Zurückweisung eines Antrags auf Aufhebung einer Bestimmung des Bgld StraßenG 2005 betreffend einen Entschädigungsanspruch der Gemeinden für die Zurverfügungstellung von Längskanälen wegen zu engen Anfechtungsumfangs
Unzulässigkeit eines Antrags von 17 Abgeordneten zum Burgenländischen Landtag auf Aufhebung des §42 Abs10 Bgld StraßenG 2005 idF LGBl 34/2025.
Die Bedenken der Mitglieder des Burgenländischen Landtags (Verstoß gegen den Gleichheitsgrundsatz, Rechtsstaatsprinzip, Recht auf Selbstverwaltung, Verfahren vor dem gesetzlichen Richter) richten sich nicht isoliert gegen die mit §42 Abs10 Bgld StraßenG 2005 getroffene Übergangsregelung für im Zeitpunkt des Inkrafttretens der Bgld StraßenG‑Novelle 2025 anhängige Verwaltungsverfahren. Auf Grund ihres Vorbringens ist vielmehr davon auszugehen, dass die Antragsteller gegen die sich infolge der Bgld StraßenG‑Novelle 2025 im Hinblick auf Entschädigungsansprüche iSd §12 Abs3 Bgld StraßenG 2005 ergebende Rechtslage in ihrer Gesamtheit vorgehen und insbesondere auch die vom burgenländischen Landesgesetzgeber mit der Aufhebung des §12 Abs3 leg cit getroffene Systementscheidung bekämpfen möchten. Den antragstellenden Abgeordneten geht es folglich im Kern um die Wiederherstellung der Rechtslage vor der Bgld StraßenG‑Novelle 2025; sie erachten jene Rechtslage als verfassungswidrig, die sich durch die Erlassung des §42 Abs10 Bgld StraßenG 2005 in Verbindung mit der gleichzeitigen ersatzlosen Aufhebung des §12 Abs3 leg cit durch die Bgld StraßenG‑Novelle 2025 nicht nur für bereits anhängige Verwaltungsverfahren, sondern insbesondere auch für die Gewährung der in Rede stehenden Entschädigung pro futuro ergibt.

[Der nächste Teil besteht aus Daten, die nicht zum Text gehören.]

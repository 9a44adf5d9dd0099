//! HTML escaping and the printing rules for values.

use std::fmt::Write as _;

use memchr::memchr3;

use crate::value::Value;

/// Append `text` to `out`, escaping `& < > " '`.
pub fn escape_into(out: &mut String, text: &str) {
    let mut rest = text;
    loop {
        let next = rest
            .bytes()
            .position(|b| matches!(b, b'&' | b'<' | b'>' | b'"' | b'\''));
        let Some(pos) = next else {
            out.push_str(rest);
            return;
        };
        out.push_str(&rest[..pos]);
        out.push_str(match rest.as_bytes()[pos] {
            b'&' => "&amp;",
            b'<' => "&lt;",
            b'>' => "&gt;",
            b'"' => "&#34;",
            _ => "&#39;",
        });
        rest = &rest[pos + 1..];
    }
}

pub fn html_escape(text: &str) -> String {
    if memchr3(b'&', b'<', b'>', text.as_bytes()).is_none() && !text.contains(['"', '\'']) {
        return text.to_string();
    }
    let mut out = String::with_capacity(text.len() + 16);
    escape_into(&mut out, text);
    out
}

/// Append the printed form of `value` to `out`.
///
/// Strings are escaped, markup is written as is. `nil`, maps, records,
/// ranges and callables print nothing.
pub fn write_value(out: &mut String, value: &Value) {
    match value {
        Value::Str(s) => escape_into(out, s),
        Value::Html(s) => out.push_str(s),
        Value::Int(n) => {
            let _ = write!(out, "{n}");
        }
        Value::Float(n) => {
            let _ = write!(out, "{n}");
        }
        Value::Bool(b) => out.push_str(if *b { "true" } else { "false" }),
        Value::List(items) => {
            for item in items.iter() {
                write_value(out, item);
            }
        }
        Value::Object(object) => {
            if let Some(text) = object.to_text() {
                escape_into(out, &text);
            }
        }
        Value::Nil
        | Value::Map(_)
        | Value::Record(_)
        | Value::Range(_)
        | Value::Function(_)
        | Value::Helper(_) => {}
    }
}

#[cfg(test)]
mod tests {
    use super::*;

    #[test]
    fn test_escapes_all_five() {
        assert_eq!(
            html_escape(r#"<a href="x">Tom & 'Jerry'</a>"#),
            "&lt;a href=&#34;x&#34;&gt;Tom &amp; &#39;Jerry&#39;&lt;/a&gt;"
        );
        assert_eq!(html_escape("plain"), "plain");
    }

    #[test]
    fn test_write_value_rules() {
        let mut out = String::new();
        write_value(&mut out, &Value::from("<b>"));
        write_value(&mut out, &Value::html("<i>"));
        write_value(&mut out, &Value::Int(3));
        write_value(&mut out, &Value::Bool(true));
        write_value(&mut out, &Value::Nil);
        write_value(&mut out, &Value::list(vec![Value::from("a"), Value::Int(1)]));
        assert_eq!(out, "&lt;b&gt;<i>3truea1");
    }
}
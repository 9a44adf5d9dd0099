//! Helpers available to every template.
//!
//! Host bindings with the same name take precedence.

use std::sync::OnceLock;

use crate::value::{Helper, Kind, RangeValue, Signature, Value};

fn range_value(start: i64, end: i64) -> Value {
    Value::Range(RangeValue { start, end })
}

fn build() -> Vec<(String, Value)> {
    let helpers = [
        // range(a, b): a through b inclusive
        (
            "range",
            Helper::new(Signature::new([Kind::Int, Kind::Int]), |_, args| {
                Ok(range_value(args.int(0), args.int(1).saturating_add(1)))
            }),
        ),
        // between(a, b): strictly between a and b
        (
            "between",
            Helper::new(Signature::new([Kind::Int, Kind::Int]), |_, args| {
                Ok(range_value(args.int(0).saturating_add(1), args.int(1)))
            }),
        ),
        // until(n): 0 up to, not including, n
        (
            "until",
            Helper::new(Signature::new([Kind::Int]), |_, args| {
                Ok(range_value(0, args.int(0)))
            }),
        ),
        (
            "raw",
            Helper::new(Signature::new([Kind::Str]), |_, args| {
                Ok(Value::html(args.str(0)))
            }),
        ),
        (
            "len",
            Helper::new(Signature::new([Kind::Any]), |_, args| {
                let len = match args.get(0) {
                    Value::Str(s) | Value::Html(s) => s.chars().count(),
                    Value::List(items) => items.len(),
                    Value::Map(map) => map.len(),
                    Value::Range(range) => range.len(),
                    _ => 0,
                };
                Ok(Value::from(len))
            }),
        ),
    ];
    helpers
        .into_iter()
        .map(|(name, helper)| (name.to_string(), Value::Helper(helper)))
        .collect()
}

/// Every builtin as a `(name, value)` binding.
pub fn all() -> Vec<(String, Value)> {
    static BUILTINS: OnceLock<Vec<(String, Value)>> = OnceLock::new();
    BUILTINS.get_or_init(build).clone()
}

#[cfg(test)]
mod tests {
    use super::*;

    #[test]
    fn test_builtin_names() {
        let names: Vec<String> = all().into_iter().map(|(name, _)| name).collect();
        assert_eq!(names, vec!["range", "between", "until", "raw", "len"]);
    }
}
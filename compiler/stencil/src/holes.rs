//! Concurrent hole rendering and the splice pass.
//!
//! Every hole gets its own scoped thread and its own child context, so
//! tasks share no mutable evaluation state. All tasks are joined before
//! any result is looked at; a failing hole never cancels its siblings.

use std::thread;

use stencil_eval::{render_nested, Context, EvalError};
use stencil_lexer::Delimiters;
use tracing::{debug, trace};

use crate::error::Error;
use crate::template::HoleMarker;

/// Render a hole body as an expression region against `ctx`.
fn render_hole(input: &str, ctx: Context, delimiters: &Delimiters) -> Result<String, EvalError> {
    if input.trim().is_empty() {
        return Ok(String::new());
    }
    render_nested(&delimiters.expression_region(input), ctx, delimiters)
}

fn record(marker: &mut HoleMarker, outcome: Result<String, Error>) {
    match outcome {
        Ok(content) => marker.content = Some(content),
        Err(err) => marker.error = Some(err),
    }
}

/// Fill in `content` or `error` on every marker.
#[tracing::instrument(level = "debug", skip_all, fields(holes = markers.len()))]
pub(crate) fn render_all(markers: &mut [HoleMarker], ctx: &Context, delimiters: &Delimiters) {
    if markers.is_empty() {
        return;
    }
    if ctx.is_hole_pass() {
        for marker in markers.iter_mut() {
            let outcome = render_hole(&marker.input, ctx.for_hole(), delimiters);
            record(marker, outcome.map_err(Error::from));
        }
        return;
    }

    let outcomes: Vec<Result<String, Error>> = thread::scope(|scope| {
        let handles: Vec<_> = markers
            .iter()
            .map(|marker| {
                trace!(id = marker.id, "spawning hole task");
                let input = marker.input.as_str();
                let hole_ctx = ctx.for_hole();
                let (id, line) = (marker.id, marker.line);
                let handle = scope.spawn(move || render_hole(input, hole_ctx, delimiters));
                (id, line, handle)
            })
            .collect();
        handles
            .into_iter()
            .map(|(id, line, handle)| match handle.join() {
                Ok(outcome) => outcome.map_err(Error::from),
                Err(_) => Err(Error::HolePanicked { id, line }),
            })
            .collect()
    });

    for (marker, outcome) in markers.iter_mut().zip(outcomes) {
        record(marker, outcome);
    }
    debug!("holes rendered");
}

/// Walk `skeleton` once, replacing each marker's byte range with its
/// content. Markers must be in ascending, non-overlapping order.
pub(crate) fn splice(skeleton: &str, markers: &[HoleMarker]) -> Result<String, Error> {
    let mut out = String::with_capacity(skeleton.len());
    let mut cursor = 0;
    for marker in markers {
        if let Some(err) = &marker.error {
            return Err(err.clone());
        }
        out.push_str(&skeleton[cursor..marker.range.start]);
        out.push_str(marker.content.as_deref().unwrap_or_default());
        cursor = marker.range.end;
    }
    out.push_str(&skeleton[cursor..]);
    Ok(out)
}

#[cfg(test)]
mod tests {
    #![allow(clippy::unwrap_used, reason = "test assertions use unwrap for clarity")]

    use pretty_assertions::assert_eq;
    use stencil_eval::{unknown_identifier, Helper, Signature};

    use super::*;

    fn marker(id: usize, range: std::ops::Range<usize>, content: &str) -> HoleMarker {
        HoleMarker {
            id,
            range,
            input: String::new(),
            line: 1,
            content: Some(content.to_string()),
            error: None,
        }
    }

    #[test]
    fn test_splice_uses_ranges() {
        let skeleton = "a<X>b<Y>c";
        let markers = [marker(0, 1..4, "1"), marker(1, 5..8, "22")];
        assert_eq!(splice(skeleton, &markers).unwrap(), "a1b22c");
    }

    #[test]
    fn test_splice_first_error_wins() {
        let mut markers = [marker(0, 0..1, ""), marker(1, 1..2, ""), marker(2, 2..3, "")];
        markers[1].error = Some(Error::Eval(unknown_identifier("first")));
        markers[2].error = Some(Error::HolePanicked { id: 2, line: 1 });
        let err = splice("abc", &markers).unwrap_err();
        assert_eq!(err.to_string(), "\"first\": unknown identifier");
    }

    #[test]
    fn test_empty_hole_renders_nothing() {
        let out = render_hole("  ", Context::new(), &Delimiters::default()).unwrap();
        assert_eq!(out, "");
    }

    #[test]
    fn test_panicking_hole() {
        let ctx = Context::new();
        ctx.set_helper(
            "boom",
            Helper::new(Signature::new(Vec::new()), |_, _| panic!("hole task failure")),
        );
        let mut markers = [
            HoleMarker {
                id: 0,
                range: 0..0,
                input: "1".to_string(),
                line: 1,
                content: None,
                error: None,
            },
            HoleMarker {
                id: 1,
                range: 0..0,
                input: "boom()".to_string(),
                line: 3,
                content: None,
                error: None,
            },
        ];
        render_all(&mut markers, &ctx, &Delimiters::default());
        assert_eq!(markers[0].content.as_deref(), Some("1"));
        assert!(matches!(markers[1].error, Some(Error::HolePanicked { id: 1, line: 3 })));
    }
}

Nach Rsp des VfGH sind all jene Normen anzufechten, die im Hinblick auf die vorgetragenen Bedenken für die Beurteilung der allfälligen Verfassungswidrigkeit der Rechtslage eine untrennbare Einheit bilden. Vor dem Hintergrund ihrer Bedenken hätten die antragstellenden Mitglieder des Burgenländischen Landtages daher nicht nur die (Übergangs‑)Bestimmung des §42 Abs10 Bgld StraßenG 2005, sondern darüber hinaus auch jene Novellenbestimmungen anfechten müssen, die die Aufhebung des §12 Abs3 leg cit bewirken (vgl insbesondere Z6 sowie das Zitat "§12 Abs3 und" in Z12 Bgld StraßenG‑Novelle 2025), weil eine allfällige Verfassungswidrigkeit nur auf diese Weise beseitigt werden könnte.